WORK INSTRUCTIONS » Please reproduce every record, keeping each one exactly as written.

GIVEN INFORMATION »
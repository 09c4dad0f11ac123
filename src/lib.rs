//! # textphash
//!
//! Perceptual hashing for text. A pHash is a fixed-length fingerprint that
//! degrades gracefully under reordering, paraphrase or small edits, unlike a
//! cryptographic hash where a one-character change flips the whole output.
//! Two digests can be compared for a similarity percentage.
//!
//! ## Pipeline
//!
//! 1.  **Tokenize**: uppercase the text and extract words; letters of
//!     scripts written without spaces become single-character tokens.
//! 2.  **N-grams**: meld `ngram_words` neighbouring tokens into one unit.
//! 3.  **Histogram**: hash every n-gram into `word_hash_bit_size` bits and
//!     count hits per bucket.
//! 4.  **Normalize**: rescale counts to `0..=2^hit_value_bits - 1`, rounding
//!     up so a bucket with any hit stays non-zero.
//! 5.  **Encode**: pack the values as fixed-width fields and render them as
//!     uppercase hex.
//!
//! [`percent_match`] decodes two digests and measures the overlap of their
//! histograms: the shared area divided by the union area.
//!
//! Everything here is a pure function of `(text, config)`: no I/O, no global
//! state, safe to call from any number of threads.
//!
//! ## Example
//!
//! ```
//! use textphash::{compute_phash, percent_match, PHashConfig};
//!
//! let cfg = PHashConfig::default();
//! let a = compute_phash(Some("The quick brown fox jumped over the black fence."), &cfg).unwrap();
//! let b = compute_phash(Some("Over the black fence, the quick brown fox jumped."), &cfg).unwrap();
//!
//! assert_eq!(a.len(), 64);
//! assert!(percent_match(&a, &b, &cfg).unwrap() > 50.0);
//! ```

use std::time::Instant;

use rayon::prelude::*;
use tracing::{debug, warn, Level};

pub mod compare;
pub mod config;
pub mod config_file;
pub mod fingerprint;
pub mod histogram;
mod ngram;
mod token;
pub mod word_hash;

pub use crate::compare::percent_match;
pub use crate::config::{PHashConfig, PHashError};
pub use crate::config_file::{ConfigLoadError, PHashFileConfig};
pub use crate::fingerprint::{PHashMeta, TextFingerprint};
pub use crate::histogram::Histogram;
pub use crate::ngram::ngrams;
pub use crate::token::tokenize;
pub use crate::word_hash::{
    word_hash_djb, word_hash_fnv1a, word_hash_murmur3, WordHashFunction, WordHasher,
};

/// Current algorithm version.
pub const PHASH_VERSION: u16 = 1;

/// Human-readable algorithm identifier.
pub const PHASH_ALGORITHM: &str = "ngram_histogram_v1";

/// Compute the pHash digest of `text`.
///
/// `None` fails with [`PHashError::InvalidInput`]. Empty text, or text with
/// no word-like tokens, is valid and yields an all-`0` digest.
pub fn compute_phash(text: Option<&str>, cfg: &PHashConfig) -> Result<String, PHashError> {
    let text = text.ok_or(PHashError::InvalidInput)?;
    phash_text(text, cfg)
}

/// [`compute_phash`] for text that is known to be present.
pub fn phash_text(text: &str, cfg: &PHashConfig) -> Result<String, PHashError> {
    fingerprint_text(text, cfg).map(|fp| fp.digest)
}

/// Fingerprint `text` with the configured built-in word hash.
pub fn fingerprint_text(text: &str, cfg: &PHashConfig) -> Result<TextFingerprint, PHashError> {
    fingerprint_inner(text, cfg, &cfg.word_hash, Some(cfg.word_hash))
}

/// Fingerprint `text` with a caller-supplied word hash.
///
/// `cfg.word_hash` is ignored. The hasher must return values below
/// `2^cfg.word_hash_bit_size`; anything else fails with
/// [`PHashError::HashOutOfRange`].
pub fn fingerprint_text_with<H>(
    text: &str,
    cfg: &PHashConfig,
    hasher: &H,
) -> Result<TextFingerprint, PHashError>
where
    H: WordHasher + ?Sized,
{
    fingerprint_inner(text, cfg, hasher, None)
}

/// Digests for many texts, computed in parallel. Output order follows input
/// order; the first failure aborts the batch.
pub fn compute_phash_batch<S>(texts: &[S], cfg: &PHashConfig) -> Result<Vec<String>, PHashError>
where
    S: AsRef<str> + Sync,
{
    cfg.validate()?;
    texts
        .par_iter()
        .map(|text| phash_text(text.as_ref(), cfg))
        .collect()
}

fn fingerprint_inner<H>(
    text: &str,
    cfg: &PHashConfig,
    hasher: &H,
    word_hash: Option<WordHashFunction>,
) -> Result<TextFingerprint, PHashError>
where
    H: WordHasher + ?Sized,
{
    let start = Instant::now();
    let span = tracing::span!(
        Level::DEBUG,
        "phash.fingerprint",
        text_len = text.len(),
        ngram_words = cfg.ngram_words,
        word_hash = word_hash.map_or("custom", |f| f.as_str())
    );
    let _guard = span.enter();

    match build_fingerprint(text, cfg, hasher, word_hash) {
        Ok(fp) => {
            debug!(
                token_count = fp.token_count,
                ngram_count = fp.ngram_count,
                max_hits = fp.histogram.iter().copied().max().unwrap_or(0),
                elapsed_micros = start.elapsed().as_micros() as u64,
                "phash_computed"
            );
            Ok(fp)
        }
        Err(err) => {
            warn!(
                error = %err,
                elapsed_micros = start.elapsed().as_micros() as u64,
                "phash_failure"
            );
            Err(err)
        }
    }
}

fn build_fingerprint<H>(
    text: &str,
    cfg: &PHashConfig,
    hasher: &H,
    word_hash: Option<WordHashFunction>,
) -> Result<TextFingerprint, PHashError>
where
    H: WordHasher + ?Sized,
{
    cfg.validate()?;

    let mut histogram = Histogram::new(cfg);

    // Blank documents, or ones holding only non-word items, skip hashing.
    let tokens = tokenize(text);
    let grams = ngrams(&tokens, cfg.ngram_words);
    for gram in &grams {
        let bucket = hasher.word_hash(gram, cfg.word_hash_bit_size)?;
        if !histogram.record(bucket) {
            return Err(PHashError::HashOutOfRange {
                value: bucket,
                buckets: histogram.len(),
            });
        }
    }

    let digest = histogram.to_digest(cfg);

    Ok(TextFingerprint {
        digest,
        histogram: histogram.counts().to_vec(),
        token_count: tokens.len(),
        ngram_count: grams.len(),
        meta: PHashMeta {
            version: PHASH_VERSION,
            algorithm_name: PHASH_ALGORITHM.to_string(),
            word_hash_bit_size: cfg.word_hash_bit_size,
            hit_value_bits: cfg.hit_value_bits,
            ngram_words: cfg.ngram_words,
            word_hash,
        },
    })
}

FINISHED TASK »
repository 09c4dad0f11ac123
filename src/lib.rs
//! # textphash
//!
//! Perceptual hashing for text. A pHash is a fixed-length fingerprint that
//! degrades gracefully under reordering, paraphrase or small edits, unlike a
//! cryptographic hash where a one-character change flips the whole output.
//! Two digests can be compared for a similarity percentage.
//!
//! ## Pipeline
//!
//! 1.  **Tokenize**: uppercase the text and extract words; letters of
//!     scripts written without spaces become single-character tokens.
//! 2.  **N-grams**: meld `ngram_words` neighbouring tokens into one unit.
//! 3.  **Histogram**: hash every n-gram into `word_hash_bit_size` bits and
//!     count hits per bucket.
//! 4.  **Normalize**: rescale counts to `0..=2^hit_value_bits - 1`, rounding
//!     up so a bucket with any hit stays non-zero.
//! 5.  **Encode**: pack the values as fixed-width fields and render them as
//!     uppercase hex.
//!
//! [`percent_match`] decodes two digests and measures the overlap of their
//! histograms: the shared area divided by the union area.
//!
//! Everything here is a pure function of `(text, config)`: no I/O, no global
//! state, safe to call from any number of threads.
//!
//! ## Example
//!
//! ```
//! use textphash::{compute_phash, percent_match, PHashConfig};
//!
//! let cfg = PHashConfig::default();
//! let a = compute_phash(Some("The quick brown fox jumped over the black fence."), &cfg).unwrap();
//! let b = compute_phash(Some("Over the black fence, the quick brown fox jumped."), &cfg).unwrap();
//!
//! assert_eq!(a.len(), 64);
//! assert!(percent_match(&a, &b, &cfg).unwrap() > 50.0);
//! ```

use std::time::Instant;

use rayon::prelude::*;
use tracing::{debug, warn, Level};

pub mod compare;
pub mod config;
pub mod config_file;
pub mod fingerprint;
pub mod histogram;
mod ngram;
mod token;
pub mod word_hash;

pub use crate::compare::percent_match;
pub use crate::config::{PHashConfig, PHashError};
pub use crate::config_file::{ConfigLoadError, PHashFileConfig};
pub use crate::fingerprint::{PHashMeta, TextFingerprint};
pub use crate::histogram::Histogram;
pub use crate::ngram::ngrams;
pub use crate::token::tokenize;
pub use crate::word_hash::{
    word_hash_djb, word_hash_fnv1a, word_hash_murmur3, WordHashFunction, WordHasher,
};

/// Current algorithm version.
pub const PHASH_VERSION: u16 = 1;

/// Human-readable algorithm identifier.
pub const PHASH_ALGORITHM: &str = "ngram_histogram_v1";

/// Compute the pHash digest of `text`.
///
/// `None` fails with [`PHashError::InvalidInput`]. Empty text, or text with
/// no word-like tokens, is valid and yields an all-`0` digest.
pub fn compute_phash(text: Option<&str>, cfg: &PHashConfig) -> Result<String, PHashError> {
    let text = text.ok_or(PHashError::InvalidInput)?;
    phash_text(text, cfg)
}

/// [`compute_phash`] for text that is known to be present.
pub fn phash_text(text: &str, cfg: &PHashConfig) -> Result<String, PHashError> {
    fingerprint_text(text, cfg).map(|fp| fp.digest)
}

/// Fingerprint `text` with the configured built-in word hash.
pub fn fingerprint_text(text: &str, cfg: &PHashConfig) -> Result<TextFingerprint, PHashError> {
    fingerprint_inner(text, cfg, &cfg.word_hash, Some(cfg.word_hash))
}

/// Fingerprint `text` with a caller-supplied word hash.
///
/// `cfg.word_hash` is ignored. The hasher must return values below
/// `2^cfg.word_hash_bit_size`; anything else fails with
/// [`PHashError::HashOutOfRange`].
pub fn fingerprint_text_with<H>(
    text: &str,
    cfg: &PHashConfig,
    hasher: &H,
) -> Result<TextFingerprint, PHashError>
where
    H: WordHasher + ?Sized,
{
    fingerprint_inner(text, cfg, hasher, None)
}

/// Digests for many texts, computed in parallel. Output order follows input
/// order; the first failure aborts the batch.
pub fn compute_phash_batch<S>(texts: &[S], cfg: &PHashConfig) -> Result<Vec<String>, PHashError>
where
    S: AsRef<str> + Sync,
{
    cfg.validate()?;
    texts
        .par_iter()
        .map(|text| phash_text(text.as_ref(), cfg))
        .collect()
}

fn fingerprint_inner<H>(
    text: &str,
    cfg: &PHashConfig,
    hasher: &H,
    word_hash: Option<WordHashFunction>,
) -> Result<TextFingerprint, PHashError>
where
    H: WordHasher + ?Sized,
{
    let start = Instant::now();
    let span = tracing::span!(
        Level::DEBUG,
        "phash.fingerprint",
        text_len = text.len(),
        ngram_words = cfg.ngram_words,
        word_hash = word_hash.map_or("custom", |f| f.as_str())
    );
    let _guard = span.enter();

    match build_fingerprint(text, cfg, hasher, word_hash) {
        Ok(fp) => {
            debug!(
                token_count = fp.token_count,
                ngram_count = fp.ngram_count,
                max_hits = fp.histogram.iter().copied().max().unwrap_or(0),
                elapsed_micros = start.elapsed().as_micros() as u64,
                "phash_computed"
            );
            Ok(fp)
        }
        Err(err) => {
            warn!(
                error = %err,
                elapsed_micros = start.elapsed().as_micros() as u64,
                "phash_failure"
            );
            Err(err)
        }
    }
}

fn build_fingerprint<H>(
    text: &str,
    cfg: &PHashConfig,
    hasher: &H,
    word_hash: Option<WordHashFunction>,
) -> Result<TextFingerprint, PHashError>
where
    H: WordHasher + ?Sized,
{
    cfg.validate()?;

    let mut histogram = Histogram::new(cfg);

    // Blank documents, or ones holding only non-word items, skip hashing.
    let tokens = tokenize(text);
    let grams = ngrams(&tokens, cfg.ngram_words);
    for gram in &grams {
        let bucket = hasher.word_hash(gram, cfg.word_hash_bit_size)?;
        if !histogram.record(bucket) {
            return Err(PHashError::HashOutOfRange {
                value: bucket,
                buckets: histogram.len(),
            });
        }
    }

    let digest = histogram.to_digest(cfg);

    Ok(TextFingerprint {
        digest,
        histogram: histogram.counts().to_vec(),
        token_count: tokens.len(),
        ngram_count: grams.len(),
        meta: PHashMeta {
            version: PHASH_VERSION,
            algorithm_name: PHASH_ALGORITHM.to_string(),
            word_hash_bit_size: cfg.word_hash_bit_size,
            hit_value_bits: cfg.hit_value_bits,
            ngram_words: cfg.ngram_words,
            word_hash,
        },
    })
}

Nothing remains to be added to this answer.